WASHINGTON (Reuters) – Gilead Sciences Inc has agreed to pay $97 million to resolve U.S. government claims it used a purportedly independent charity to pay illegal kickbacks to cover Medicare patients’ out-of-pocket costs for its pulmonary arterial hypertension drug Letairis.
The U.S. Department of Justice said on Wednesday the settlement resolves allegations that Gilead improperly used the Caring Voice Coalition as a conduit to cover thousands of patients’ co-payment obligations.
Gilead’s actions enabled the Foster City, California-based drugmaker to boost revenue, ran from June 2007 to December 2010, and violated the federal False Claims Act, the department said.
That law prohibits drugmakers from offering anything of value to induce Medicare patients to buy their drugs.

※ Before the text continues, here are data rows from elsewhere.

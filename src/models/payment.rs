use chrono::{DateTime, Utc};
use serde::{Deserialize, Serialize};
use uuid::Uuid;

use crate::utils::money;
use crate::utils::time::{rfc3339_nanos, rfc3339_nanos_opt};

// Qual processor liquidou o pagamento
#[derive(Debug, Clone, Copy, PartialEq, Eq, Serialize, Deserialize)]
#[serde(rename_all = "lowercase")]
pub enum Service {
    Default,
    Fallback,
}

impl Service {
    pub fn as_str(self) -> &'static str {
        match self {
            Service::Default => "default",
            Service::Fallback => "fallback",
        }
    }
}

#[derive(Debug, Clone, Deserialize)]
#[serde(rename_all = "camelCase")]
pub struct PaymentRequest {
    pub correlation_id: Uuid,
    pub amount: f64,
}

// Payload da fila de entrada: amount já em centavos. O ingress carimba o
// requested_at; se chegar sem, o worker carimba antes de enviar.
#[derive(Debug, Clone, Serialize, Deserialize)]
#[serde(rename_all = "camelCase")]
pub struct QueuedPayment {
    pub correlation_id: Uuid,
    pub amount: i64,
    #[serde(
        default,
        skip_serializing_if = "Option::is_none",
        with = "rfc3339_nanos_opt"
    )]
    pub requested_at: Option<DateTime<Utc>>,
}

// Pagamento aceito por um processor. Imutável depois de gravado.
#[derive(Debug, Clone, PartialEq, Serialize, Deserialize)]
#[serde(rename_all = "camelCase")]
pub struct Payment {
    pub correlation_id: Uuid,
    pub amount: i64,
    pub service: Service,
    #[serde(with = "rfc3339_nanos")]
    pub requested_at: DateTime<Utc>,
}

// Payload para enviar aos Payment Processors
#[derive(Debug, Clone, Serialize)]
#[serde(rename_all = "camelCase")]
pub struct ProcessorPayload {
    pub correlation_id: Uuid,
    pub amount: f64,
    #[serde(with = "rfc3339_nanos")]
    pub requested_at: DateTime<Utc>,
}

// O body de health também traz minResponseTime, que o roteamento ignora
#[derive(Debug, Deserialize)]
pub struct HealthCheckResponse {
    pub failing: bool,
}

// Totais por serviço, em centavos inteiros
#[derive(Debug, Clone, Copy, Default, PartialEq, Eq)]
pub struct Summary {
    pub total_requests: u64,
    pub total_amount_cents: i64,
}

#[derive(Debug, Clone, Copy, Default, PartialEq, Eq)]
pub struct PaymentSummary {
    pub default: Summary,
    pub fallback: Summary,
}

#[derive(Debug, Serialize, PartialEq)]
pub struct SummaryResponse {
    #[serde(rename = "totalRequests")]
    pub total_requests: u64,
    #[serde(rename = "totalAmount")]
    pub total_amount: f64,
}

#[derive(Debug, Serialize, PartialEq)]
pub struct PaymentSummaryResponse {
    pub default: SummaryResponse,
    pub fallback: SummaryResponse,
}

impl From<Summary> for SummaryResponse {
    fn from(summary: Summary) -> Self {
        Self {
            total_requests: summary.total_requests,
            total_amount: money::cents_to_decimal(summary.total_amount_cents),
        }
    }
}

impl From<PaymentSummary> for PaymentSummaryResponse {
    fn from(summary: PaymentSummary) -> Self {
        Self {
            default: summary.default.into(),
            fallback: summary.fallback.into(),
        }
    }
}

“Gilead used data from CVC that it knew it should not have, and effectively set up a proprietary fund within CVC to cover the co-pays of just its own drug,” U.S. Attorney Andrew Lelling in Boston said in a statement.
He said such conduct undermines Medicare’s co-pay structure, which Congress meant to prevent against inflated drug prices.
Drugmakers cannot subsidize co-payments for older Americans enrolled in Medicare, but may donate to independent non-profits that provide such assistance.
In a statement, Gilead said it addressed concerns raised by the government, and does not believe it violated the law. It also said there was no allegation that patients who received medication did not need it.
Gilead’s settlement resulted from an industrywide probe led by Lelling’s office into drugmakers’ support for so-called patient assistance charities.
Eleven drug companies including Novartis AG, Pfizer Inc and United Therapeutics Corp have reached more than $1 billion of settlements with the government. Four foundations and a pharmacy have also settled.